Original post is here.

Introduction
So amid all the other circus events, this last weekend, Christian Twitter erupted with shrieks of horror when Pastor John MacArthur told a conference audience that his thoughts on Beth Moore could be best summarized as “Go home.”

In response, the current SBC President JD Greear assured Mrs. Moore that she was most welcome at his home any time. And various feminists and egalitarians clutched their pearls, while a number of conservatives who don’t think Mrs. Moore should actually be preaching made various throat clearing noises about Christian love and kindness, and how sad they were about how mean some “leaders” can be, and while they had their differences, they were still thankful for her ministry. And others warned breathlessly that this is how evangelicalism will continue to lose the next generation.

Meanwhile, NPR tweeted out some idiocy about “people” menstruating.

A Preliminary, But Related Rabbit Trail
Now in order to address this business, I’d like to draw upon a matter of considerable concern and discussion in my community, a matter that faces most communities in these dark days of ours, and that is the matter of girls showing up to play contact sports with our sons. From wrestling to lacrosse to football to hockey, it’s a real issue since we are committed to teaching our sons to honor all women as sisters and mothers, and the culture we live in is committed to the opposite. In some instances, the honorable choice is clear and obvious: our sons will not wrestle a girl. It’s immodest, dishonorable, and shameful. Period. Full stop. So our boys who wrestle forfeit any match with a girl. But when it comes to lacrosse and football there are a number of complicating factors, and there are real wisdom calls to be made. The first principle remains in place: our boys are instructed not to tackle or body check girls. Of course in these confused days, it is not always possible to know if there is a girl on the field. But to the best of our ability, we will avoid any and all roughness with girls.

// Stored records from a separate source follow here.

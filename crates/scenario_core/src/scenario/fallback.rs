use crate::geometry::ZoneGeometry;
use crate::metrics::total_time_minutes;
use crate::shares::ModeShares;

use super::result::{ScenarioResult, ScenarioSource, ZoneRecord};

/// Paris city centre `(lat, lng)`.
pub const FALLBACK_CENTER: (f64, f64) = (48.8566, 2.3522);
pub const FALLBACK_RADIUS_KM: f64 = 5.0;
pub const FALLBACK_ZONE_ID: &str = "paris";
pub const FALLBACK_ADMIN_UNIT: &str = "fr-75056";

const FALLBACK_AVERAGE_TRAVEL_TIME: f64 = 25.0;
const FALLBACK_TOTAL_DISTANCE_KM: f64 = 12.0;
const CIRCLE_VERTICES: usize = 64;

/// Fixed single-zone dataset returned whenever no better data can be produced.
pub fn fallback_scenario() -> ScenarioResult {
    let mut shares = ModeShares {
        car: 0.20,
        bicycle: 0.10,
        walk: 0.40,
        carpool: 0.05,
        pt_walk: 0.15,
        pt_car: 0.05,
        pt_bicycle: 0.05,
        public_transport: 0.0,
    };
    shares.refresh_public_transport();

    let zone = ZoneRecord {
        zone_id: FALLBACK_ZONE_ID.to_string(),
        local_admin_unit_id: FALLBACK_ADMIN_UNIT.to_string(),
        geometry: ZoneGeometry::circle(FALLBACK_CENTER, FALLBACK_RADIUS_KM, CIRCLE_VERTICES),
        average_travel_time: FALLBACK_AVERAGE_TRAVEL_TIME,
        total_distance_km: FALLBACK_TOTAL_DISTANCE_KM,
        total_time_min: total_time_minutes(FALLBACK_AVERAGE_TRAVEL_TIME),
        shares,
    };
    ScenarioResult::from_zones(FALLBACK_ADMIN_UNIT, ScenarioSource::Fallback, vec![zone])
}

Depending on the circumstances, what position a girl is playing against our boys, this is sometimes fairly easy to accomplish (like if the girl is a goalie or kicker), and sometimes it is nearly impossible (like when she’s playing running back). Our general commitment is to play hard and play as much as we can without compromising our Lord’s requirement to honor all women. At times, this has proved impossible, and we have cheerfully forfeited games or pulled off teams where we could not function within our principles. On occasion, our boys are having to learn how to push a girl out of bounds as gently as possible. And some parents have given their boys slightly varying instructions depending on the situation, and we’re committed to supporting one another as we navigate this minefield with our sons. At the same time, we have determined in general not to merely roll over and quit the field. Our coaches and athletic directors are fairly vocal about our principles with other coaches and league officials, and our longterm hope is to win others to our convictions. But these problems are certainly not going away any time soon, and we (and our sons) need to learn how to fight, sometimes how to fight with one arm tied behind our back, and how to fight as honorable Christian men.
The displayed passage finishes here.